▶ [Task prompt] Transcribe word for word the lines below from the line with "pub const RELAY_CHANNEL: &str" through the line with "async fn require_conversation(&self, id: ConversationId)", ends included.

________________________________________

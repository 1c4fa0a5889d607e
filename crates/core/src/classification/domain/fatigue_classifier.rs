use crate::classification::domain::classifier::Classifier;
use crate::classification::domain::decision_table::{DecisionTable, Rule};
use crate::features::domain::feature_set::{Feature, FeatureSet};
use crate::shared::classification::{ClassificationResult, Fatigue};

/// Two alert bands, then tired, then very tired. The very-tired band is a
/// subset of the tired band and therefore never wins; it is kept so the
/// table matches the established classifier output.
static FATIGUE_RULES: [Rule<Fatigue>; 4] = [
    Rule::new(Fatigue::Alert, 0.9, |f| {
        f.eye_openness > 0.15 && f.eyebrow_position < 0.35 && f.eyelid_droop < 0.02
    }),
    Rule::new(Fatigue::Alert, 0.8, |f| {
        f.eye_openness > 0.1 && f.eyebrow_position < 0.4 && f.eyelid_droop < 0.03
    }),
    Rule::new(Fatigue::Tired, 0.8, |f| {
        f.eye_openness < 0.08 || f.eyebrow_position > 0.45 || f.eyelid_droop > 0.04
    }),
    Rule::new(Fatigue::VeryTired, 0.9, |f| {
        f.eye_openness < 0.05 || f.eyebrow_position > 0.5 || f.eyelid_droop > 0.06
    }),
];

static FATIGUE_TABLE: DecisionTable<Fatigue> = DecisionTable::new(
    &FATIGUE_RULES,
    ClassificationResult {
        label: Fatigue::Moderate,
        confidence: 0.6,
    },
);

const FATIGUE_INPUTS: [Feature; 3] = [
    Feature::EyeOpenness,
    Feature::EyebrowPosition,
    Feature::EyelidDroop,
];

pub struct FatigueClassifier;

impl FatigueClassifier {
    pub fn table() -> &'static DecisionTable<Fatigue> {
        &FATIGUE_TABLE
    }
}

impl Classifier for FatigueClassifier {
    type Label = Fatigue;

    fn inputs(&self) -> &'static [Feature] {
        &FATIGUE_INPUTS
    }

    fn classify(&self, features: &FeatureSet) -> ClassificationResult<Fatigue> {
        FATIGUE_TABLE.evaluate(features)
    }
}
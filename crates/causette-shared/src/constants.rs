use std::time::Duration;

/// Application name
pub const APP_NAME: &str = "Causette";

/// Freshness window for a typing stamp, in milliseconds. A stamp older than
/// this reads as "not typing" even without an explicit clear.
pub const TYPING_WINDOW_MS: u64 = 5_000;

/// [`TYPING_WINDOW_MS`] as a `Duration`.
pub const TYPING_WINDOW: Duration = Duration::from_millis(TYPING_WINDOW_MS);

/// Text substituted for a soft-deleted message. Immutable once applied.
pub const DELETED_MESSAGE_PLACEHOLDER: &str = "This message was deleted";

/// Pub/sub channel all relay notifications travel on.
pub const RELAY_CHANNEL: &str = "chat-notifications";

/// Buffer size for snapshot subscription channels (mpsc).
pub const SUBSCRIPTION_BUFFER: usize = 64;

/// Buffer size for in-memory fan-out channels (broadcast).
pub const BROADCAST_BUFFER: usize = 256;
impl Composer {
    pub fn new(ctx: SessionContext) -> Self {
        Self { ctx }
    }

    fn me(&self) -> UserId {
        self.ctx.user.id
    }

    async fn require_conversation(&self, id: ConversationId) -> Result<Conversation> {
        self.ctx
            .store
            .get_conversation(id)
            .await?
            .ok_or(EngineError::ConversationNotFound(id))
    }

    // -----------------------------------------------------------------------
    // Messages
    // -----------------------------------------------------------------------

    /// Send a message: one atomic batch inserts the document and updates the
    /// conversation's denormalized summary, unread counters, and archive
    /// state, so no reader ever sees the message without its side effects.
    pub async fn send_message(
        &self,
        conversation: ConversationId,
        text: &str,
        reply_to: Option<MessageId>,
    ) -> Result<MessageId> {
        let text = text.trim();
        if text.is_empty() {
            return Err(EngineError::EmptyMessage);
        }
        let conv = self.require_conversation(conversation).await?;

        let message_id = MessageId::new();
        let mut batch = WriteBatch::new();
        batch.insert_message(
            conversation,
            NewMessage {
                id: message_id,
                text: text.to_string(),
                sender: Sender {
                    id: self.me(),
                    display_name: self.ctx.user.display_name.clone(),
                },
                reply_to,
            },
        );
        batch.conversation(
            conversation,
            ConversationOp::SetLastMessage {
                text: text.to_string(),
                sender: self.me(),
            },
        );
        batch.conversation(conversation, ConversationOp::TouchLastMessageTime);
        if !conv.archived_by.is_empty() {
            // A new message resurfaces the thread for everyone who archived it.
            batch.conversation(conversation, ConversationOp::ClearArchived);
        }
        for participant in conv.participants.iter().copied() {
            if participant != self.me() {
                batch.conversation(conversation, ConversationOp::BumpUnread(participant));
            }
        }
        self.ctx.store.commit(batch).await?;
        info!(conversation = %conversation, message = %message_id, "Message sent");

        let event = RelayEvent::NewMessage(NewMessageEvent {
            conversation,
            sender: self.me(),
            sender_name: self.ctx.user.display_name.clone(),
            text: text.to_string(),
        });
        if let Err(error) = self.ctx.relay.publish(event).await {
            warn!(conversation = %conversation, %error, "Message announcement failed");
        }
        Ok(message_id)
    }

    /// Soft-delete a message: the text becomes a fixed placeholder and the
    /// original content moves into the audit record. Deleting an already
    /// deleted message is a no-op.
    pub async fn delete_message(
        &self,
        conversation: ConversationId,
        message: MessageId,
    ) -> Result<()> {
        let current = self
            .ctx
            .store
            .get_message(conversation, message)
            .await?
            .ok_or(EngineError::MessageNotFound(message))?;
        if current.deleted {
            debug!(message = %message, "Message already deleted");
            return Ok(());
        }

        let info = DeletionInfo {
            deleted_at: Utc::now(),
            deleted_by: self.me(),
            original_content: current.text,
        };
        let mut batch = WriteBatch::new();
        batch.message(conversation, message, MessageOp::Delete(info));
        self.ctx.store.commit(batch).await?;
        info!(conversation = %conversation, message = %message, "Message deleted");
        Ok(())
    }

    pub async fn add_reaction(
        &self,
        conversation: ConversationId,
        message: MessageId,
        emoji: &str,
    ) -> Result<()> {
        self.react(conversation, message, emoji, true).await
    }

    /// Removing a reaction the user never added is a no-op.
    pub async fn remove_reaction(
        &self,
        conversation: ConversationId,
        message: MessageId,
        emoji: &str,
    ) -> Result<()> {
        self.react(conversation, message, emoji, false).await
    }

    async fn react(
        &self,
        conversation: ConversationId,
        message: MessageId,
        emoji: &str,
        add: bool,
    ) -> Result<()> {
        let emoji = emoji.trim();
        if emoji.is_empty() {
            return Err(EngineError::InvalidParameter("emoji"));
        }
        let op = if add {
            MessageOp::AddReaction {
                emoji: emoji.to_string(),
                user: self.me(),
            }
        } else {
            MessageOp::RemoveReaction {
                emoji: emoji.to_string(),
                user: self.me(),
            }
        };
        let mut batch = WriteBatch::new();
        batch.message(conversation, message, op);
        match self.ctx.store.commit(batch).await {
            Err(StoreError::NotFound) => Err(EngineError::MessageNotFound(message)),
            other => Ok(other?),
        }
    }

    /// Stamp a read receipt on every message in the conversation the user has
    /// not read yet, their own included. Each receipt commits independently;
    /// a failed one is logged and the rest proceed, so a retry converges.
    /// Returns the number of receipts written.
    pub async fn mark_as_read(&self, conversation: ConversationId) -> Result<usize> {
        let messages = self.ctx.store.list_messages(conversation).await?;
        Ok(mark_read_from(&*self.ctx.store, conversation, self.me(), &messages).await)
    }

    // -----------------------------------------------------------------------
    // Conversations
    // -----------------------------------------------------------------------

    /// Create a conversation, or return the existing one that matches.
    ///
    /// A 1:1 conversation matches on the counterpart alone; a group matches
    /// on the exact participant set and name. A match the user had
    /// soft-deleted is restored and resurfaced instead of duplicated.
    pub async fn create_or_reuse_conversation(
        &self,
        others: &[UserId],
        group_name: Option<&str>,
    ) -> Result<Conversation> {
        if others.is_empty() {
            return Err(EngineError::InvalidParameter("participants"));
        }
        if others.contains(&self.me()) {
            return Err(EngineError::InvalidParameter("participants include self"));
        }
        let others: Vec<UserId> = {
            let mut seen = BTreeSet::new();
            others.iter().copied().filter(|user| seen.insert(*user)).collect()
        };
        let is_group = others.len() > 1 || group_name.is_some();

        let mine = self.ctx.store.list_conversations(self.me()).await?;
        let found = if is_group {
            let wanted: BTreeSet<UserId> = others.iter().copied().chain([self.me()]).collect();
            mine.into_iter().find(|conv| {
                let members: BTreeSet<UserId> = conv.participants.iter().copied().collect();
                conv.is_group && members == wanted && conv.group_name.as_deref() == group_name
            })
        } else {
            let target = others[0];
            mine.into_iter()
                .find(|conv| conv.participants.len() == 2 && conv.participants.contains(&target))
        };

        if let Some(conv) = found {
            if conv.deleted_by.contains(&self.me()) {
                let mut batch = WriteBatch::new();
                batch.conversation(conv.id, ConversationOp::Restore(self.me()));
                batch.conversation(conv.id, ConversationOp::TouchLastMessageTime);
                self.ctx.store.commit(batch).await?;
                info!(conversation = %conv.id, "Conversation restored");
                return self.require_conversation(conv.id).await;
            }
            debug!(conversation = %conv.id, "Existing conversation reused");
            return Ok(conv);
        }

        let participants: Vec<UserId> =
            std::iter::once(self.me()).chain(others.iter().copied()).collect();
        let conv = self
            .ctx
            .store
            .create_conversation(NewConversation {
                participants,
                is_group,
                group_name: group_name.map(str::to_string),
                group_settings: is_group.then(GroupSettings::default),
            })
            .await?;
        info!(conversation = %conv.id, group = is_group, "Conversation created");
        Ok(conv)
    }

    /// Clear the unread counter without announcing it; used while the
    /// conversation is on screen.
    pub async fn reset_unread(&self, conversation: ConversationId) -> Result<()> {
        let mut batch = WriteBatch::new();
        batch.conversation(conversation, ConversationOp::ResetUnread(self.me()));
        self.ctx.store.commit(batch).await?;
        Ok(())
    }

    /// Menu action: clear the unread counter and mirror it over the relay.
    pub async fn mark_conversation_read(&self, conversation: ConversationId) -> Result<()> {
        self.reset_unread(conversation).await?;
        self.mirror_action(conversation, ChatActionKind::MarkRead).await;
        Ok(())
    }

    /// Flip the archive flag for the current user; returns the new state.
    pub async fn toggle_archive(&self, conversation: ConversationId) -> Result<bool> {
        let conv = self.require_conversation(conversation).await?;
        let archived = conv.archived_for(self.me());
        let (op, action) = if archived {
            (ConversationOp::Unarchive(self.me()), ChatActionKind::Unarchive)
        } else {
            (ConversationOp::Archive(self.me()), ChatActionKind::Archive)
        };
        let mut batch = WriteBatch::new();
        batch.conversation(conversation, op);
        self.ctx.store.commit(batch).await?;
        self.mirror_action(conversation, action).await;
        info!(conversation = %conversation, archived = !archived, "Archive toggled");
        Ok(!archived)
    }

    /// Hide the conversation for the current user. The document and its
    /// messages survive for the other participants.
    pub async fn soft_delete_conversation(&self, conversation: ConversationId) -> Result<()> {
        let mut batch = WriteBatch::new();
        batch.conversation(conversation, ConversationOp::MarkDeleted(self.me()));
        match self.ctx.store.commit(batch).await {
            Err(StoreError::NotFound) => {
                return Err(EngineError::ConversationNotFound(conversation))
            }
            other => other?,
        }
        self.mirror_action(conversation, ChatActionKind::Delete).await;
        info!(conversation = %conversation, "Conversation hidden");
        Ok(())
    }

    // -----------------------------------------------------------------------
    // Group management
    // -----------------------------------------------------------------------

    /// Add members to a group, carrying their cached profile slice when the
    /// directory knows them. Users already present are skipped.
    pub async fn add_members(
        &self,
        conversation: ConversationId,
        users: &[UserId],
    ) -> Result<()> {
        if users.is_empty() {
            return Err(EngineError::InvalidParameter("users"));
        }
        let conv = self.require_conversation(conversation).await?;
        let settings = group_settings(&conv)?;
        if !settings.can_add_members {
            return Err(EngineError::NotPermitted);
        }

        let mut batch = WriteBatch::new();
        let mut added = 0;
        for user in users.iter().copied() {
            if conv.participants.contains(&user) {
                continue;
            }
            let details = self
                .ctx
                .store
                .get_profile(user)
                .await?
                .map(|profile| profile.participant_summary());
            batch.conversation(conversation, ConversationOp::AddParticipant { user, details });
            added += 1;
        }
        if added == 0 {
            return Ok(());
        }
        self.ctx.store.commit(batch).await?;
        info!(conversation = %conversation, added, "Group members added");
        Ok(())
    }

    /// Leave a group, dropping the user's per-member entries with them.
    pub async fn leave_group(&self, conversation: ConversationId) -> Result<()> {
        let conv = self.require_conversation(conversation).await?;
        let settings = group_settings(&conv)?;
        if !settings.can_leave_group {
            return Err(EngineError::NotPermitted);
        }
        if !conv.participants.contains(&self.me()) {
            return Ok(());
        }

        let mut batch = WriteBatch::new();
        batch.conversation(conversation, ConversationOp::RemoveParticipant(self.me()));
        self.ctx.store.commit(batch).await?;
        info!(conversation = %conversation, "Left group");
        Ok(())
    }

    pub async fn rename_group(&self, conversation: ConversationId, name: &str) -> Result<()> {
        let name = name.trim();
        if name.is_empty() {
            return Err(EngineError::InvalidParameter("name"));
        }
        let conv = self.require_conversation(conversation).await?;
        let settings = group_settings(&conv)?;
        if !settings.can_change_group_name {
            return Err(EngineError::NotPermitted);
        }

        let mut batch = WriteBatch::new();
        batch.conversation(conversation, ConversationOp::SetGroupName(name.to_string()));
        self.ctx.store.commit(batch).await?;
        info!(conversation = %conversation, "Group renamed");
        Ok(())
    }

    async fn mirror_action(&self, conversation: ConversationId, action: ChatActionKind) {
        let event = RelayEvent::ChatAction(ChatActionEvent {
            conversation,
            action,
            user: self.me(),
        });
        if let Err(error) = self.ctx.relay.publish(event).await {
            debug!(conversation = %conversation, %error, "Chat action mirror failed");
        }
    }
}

________________________________________

▶ [Written answer]
pub const RELAY_CHANNEL: &str = "chat-notifications";

/// Buffer size for snapshot subscription channels (mpsc).
pub const SUBSCRIPTION_BUFFER: usize = 64;

/// Buffer size for in-memory fan-out channels (broadcast).
pub const BROADCAST_BUFFER: usize = 256;
impl Composer {
    pub fn new(ctx: SessionContext) -> Self {
        Self { ctx }
    }

    fn me(&self) -> UserId {
        self.ctx.user.id
    }

    async fn require_conversation(&self, id: ConversationId) -> Result<Conversation> {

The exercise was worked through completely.